§ **Action item**
Lines that include "AppendOutcome" make up the answer; copy all of them from the data below.

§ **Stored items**
----

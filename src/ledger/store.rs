//! Storage seam for the ledger

use crate::error::LoyaltyResult;
use crate::models::{NewTransaction, Totals, Transaction};

/// Result of an append. A repeated dedup key is not an error: the existing
/// transaction is returned so the call is safely retryable.
#[derive(Debug, Clone, PartialEq)]
pub enum AppendOutcome {
    Appended(Transaction),
    Duplicate(Transaction),
}

impl AppendOutcome {
    pub fn transaction(&self) -> &Transaction {
        match self {
            Self::Appended(tx) | Self::Duplicate(tx) => tx,
        }
    }

    pub fn into_transaction(self) -> Transaction {
        match self {
            Self::Appended(tx) | Self::Duplicate(tx) => tx,
        }
    }

    pub fn is_duplicate(&self) -> bool {
        matches!(self, Self::Duplicate(_))
    }
}

/// Result of expiring a transaction
#[derive(Debug, Clone)]
pub struct Expiry {
    /// The expired credit, with `expired_at` set
    pub original: Transaction,
    /// The `expire` audit entry; carries the re-credit of any already-spent part
    pub audit: Option<Transaction>,
    pub already_expired: bool,
}

/// Authoritative transaction log.
///
/// Implementations must make each call atomic. Callers serialize mutations
/// per member through [`super::MemberLocks`].
pub trait LedgerStore: Send + Sync {
    /// Append one transaction, or return the existing one for its dedup key
    fn append(&self, entry: NewTransaction, now: i64) -> LoyaltyResult<AppendOutcome>;

    /// Append several transactions as one unit: all are written or none.
    /// If the group was already applied every entry comes back `Duplicate`.
    fn append_group(
        &self,
        entries: Vec<NewTransaction>,
        now: i64,
    ) -> LoyaltyResult<Vec<AppendOutcome>>;

    /// Running totals for a member (zero if the member has no transactions)
    fn totals(&self, member_id: &str) -> LoyaltyResult<Totals>;

    fn balance(&self, member_id: &str) -> LoyaltyResult<i64> {
        Ok(self.totals(member_id)?.balance)
    }

    fn lifetime_points(&self, member_id: &str) -> LoyaltyResult<i64> {
        Ok(self.totals(member_id)?.lifetime_points)
    }

    /// Mark a positive transaction expired as of `at`
    fn expire(&self, transaction_id: &str, at: i64) -> LoyaltyResult<Expiry>;

    fn transaction(&self, transaction_id: &str) -> LoyaltyResult<Option<Transaction>>;

    fn find_by_dedup_key(
        &self,
        member_id: &str,
        dedup_key: &str,
    ) -> LoyaltyResult<Option<Transaction>>;

    /// Full history for a member, oldest first
    fn transactions(&self, member_id: &str) -> LoyaltyResult<Vec<Transaction>>;

    /// Number of transactions from `source` created at or after `since`
    fn count_by_source(
        &self,
        member_id: &str,
        source: &str,
        since: Option<i64>,
    ) -> LoyaltyResult<u64>;

    /// Unexpired credits whose `expires_at` is at or before `now`
    fn due_for_expiry(&self, now: i64, limit: usize) -> LoyaltyResult<Vec<Transaction>>;

    /// Totals recomputed from the log by full scan
    fn recompute(&self, member_id: &str) -> LoyaltyResult<Totals>;

    /// Overwrite the running totals with values recomputed from the log
    fn restore_totals(&self, member_id: &str, now: i64) -> LoyaltyResult<Totals>;
}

----

§ **Completed exercise**
pub enum AppendOutcome {
impl AppendOutcome {
    fn append(&self, entry: NewTransaction, now: i64) -> LoyaltyResult<AppendOutcome>;
    ) -> LoyaltyResult<Vec<AppendOutcome>>;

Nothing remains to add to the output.